Data excerpts ▸
↓

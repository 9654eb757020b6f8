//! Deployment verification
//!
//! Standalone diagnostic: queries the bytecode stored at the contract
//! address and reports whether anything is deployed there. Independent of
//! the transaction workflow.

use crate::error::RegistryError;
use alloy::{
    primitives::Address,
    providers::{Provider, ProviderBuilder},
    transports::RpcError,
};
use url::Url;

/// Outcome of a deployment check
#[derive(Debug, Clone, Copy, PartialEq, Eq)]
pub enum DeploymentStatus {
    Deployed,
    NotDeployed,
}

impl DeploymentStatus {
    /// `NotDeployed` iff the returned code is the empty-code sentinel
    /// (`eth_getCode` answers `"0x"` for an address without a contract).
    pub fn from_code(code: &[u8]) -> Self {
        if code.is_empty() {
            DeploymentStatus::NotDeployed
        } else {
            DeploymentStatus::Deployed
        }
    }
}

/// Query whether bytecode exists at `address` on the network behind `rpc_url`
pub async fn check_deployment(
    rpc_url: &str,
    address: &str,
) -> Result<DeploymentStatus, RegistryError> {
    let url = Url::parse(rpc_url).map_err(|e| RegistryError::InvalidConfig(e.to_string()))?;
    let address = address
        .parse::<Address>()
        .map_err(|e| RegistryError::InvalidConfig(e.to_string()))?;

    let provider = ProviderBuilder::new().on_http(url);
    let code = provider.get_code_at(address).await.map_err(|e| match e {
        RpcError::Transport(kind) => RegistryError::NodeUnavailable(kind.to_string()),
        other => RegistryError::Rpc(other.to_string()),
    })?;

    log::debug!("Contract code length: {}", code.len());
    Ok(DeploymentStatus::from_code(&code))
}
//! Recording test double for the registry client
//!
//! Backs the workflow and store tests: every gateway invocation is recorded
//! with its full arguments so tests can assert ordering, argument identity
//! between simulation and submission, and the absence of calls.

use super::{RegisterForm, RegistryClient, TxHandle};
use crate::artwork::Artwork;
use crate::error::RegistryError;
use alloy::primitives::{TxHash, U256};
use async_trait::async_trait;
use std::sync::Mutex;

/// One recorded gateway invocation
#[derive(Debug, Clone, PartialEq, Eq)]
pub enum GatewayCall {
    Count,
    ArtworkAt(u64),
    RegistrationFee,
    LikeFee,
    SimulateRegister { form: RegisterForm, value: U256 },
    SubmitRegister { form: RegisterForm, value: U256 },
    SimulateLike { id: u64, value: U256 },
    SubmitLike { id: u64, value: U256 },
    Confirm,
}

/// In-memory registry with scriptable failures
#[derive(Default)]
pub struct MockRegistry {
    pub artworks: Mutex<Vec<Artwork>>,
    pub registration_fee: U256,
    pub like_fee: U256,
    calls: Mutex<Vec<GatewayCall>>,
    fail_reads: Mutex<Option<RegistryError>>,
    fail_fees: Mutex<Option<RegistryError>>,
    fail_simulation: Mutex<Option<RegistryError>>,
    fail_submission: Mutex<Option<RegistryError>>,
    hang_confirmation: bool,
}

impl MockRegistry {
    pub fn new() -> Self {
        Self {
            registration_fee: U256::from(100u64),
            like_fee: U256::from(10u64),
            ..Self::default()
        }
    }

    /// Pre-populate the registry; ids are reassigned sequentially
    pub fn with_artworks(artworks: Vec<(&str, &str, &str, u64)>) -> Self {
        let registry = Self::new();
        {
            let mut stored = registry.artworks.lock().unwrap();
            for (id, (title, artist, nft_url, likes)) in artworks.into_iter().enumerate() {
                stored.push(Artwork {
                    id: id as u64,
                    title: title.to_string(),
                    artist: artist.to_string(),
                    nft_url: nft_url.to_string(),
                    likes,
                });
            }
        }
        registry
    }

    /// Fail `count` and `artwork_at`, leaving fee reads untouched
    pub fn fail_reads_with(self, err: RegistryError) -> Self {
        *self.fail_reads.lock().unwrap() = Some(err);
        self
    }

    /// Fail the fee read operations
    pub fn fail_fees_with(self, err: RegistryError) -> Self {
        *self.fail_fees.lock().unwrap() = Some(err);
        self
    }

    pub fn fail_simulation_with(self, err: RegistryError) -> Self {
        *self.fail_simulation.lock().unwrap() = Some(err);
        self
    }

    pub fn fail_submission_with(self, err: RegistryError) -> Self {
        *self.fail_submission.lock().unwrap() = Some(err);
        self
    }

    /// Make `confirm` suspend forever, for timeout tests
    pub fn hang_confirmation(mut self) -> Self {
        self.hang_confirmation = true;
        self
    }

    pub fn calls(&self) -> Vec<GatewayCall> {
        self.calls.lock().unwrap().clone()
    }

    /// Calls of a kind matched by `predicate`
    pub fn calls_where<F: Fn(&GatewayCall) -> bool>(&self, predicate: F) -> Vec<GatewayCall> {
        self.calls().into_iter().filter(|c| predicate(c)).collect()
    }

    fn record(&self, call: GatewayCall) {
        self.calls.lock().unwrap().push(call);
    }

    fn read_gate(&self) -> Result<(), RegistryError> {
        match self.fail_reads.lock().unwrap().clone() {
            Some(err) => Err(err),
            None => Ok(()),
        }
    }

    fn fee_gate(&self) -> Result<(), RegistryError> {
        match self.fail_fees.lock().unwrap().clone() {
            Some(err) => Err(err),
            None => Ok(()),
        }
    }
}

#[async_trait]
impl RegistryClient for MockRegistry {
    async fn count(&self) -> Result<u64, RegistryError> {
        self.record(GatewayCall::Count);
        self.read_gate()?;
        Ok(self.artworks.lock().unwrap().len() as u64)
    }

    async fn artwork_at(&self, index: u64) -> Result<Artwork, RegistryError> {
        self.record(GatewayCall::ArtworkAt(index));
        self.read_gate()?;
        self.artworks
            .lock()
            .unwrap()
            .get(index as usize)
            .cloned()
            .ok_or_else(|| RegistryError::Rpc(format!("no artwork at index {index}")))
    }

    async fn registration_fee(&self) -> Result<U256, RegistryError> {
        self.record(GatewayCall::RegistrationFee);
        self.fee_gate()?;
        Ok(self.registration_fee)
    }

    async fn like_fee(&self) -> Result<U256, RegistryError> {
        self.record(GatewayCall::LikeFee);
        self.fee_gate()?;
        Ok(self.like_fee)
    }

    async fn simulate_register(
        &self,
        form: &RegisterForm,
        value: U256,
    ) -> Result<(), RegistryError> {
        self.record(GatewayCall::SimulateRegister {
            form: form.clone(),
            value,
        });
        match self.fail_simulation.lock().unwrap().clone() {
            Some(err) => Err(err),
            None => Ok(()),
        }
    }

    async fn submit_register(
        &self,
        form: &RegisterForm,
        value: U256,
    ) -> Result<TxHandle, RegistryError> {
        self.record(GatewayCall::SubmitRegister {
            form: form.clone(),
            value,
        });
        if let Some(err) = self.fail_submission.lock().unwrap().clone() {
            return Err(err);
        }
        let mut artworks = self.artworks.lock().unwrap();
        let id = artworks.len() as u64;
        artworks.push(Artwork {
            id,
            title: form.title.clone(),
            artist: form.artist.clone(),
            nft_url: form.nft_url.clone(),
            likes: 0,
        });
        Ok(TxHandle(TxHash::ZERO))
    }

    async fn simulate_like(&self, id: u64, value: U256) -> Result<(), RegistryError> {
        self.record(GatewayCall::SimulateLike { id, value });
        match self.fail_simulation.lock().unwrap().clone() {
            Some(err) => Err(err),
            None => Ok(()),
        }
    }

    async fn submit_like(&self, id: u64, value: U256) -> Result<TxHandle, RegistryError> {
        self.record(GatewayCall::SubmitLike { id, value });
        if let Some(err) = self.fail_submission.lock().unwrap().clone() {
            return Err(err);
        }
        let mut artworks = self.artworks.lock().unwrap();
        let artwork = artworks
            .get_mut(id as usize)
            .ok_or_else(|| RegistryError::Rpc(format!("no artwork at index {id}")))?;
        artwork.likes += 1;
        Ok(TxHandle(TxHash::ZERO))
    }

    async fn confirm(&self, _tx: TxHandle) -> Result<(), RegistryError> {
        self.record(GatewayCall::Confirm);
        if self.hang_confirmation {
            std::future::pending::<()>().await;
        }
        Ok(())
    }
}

↑

Task objective ▸
Scan the entries for the word "alloy". Report each line that has it.

Task result ▸
use alloy::{
use alloy::primitives::{TxHash, U256};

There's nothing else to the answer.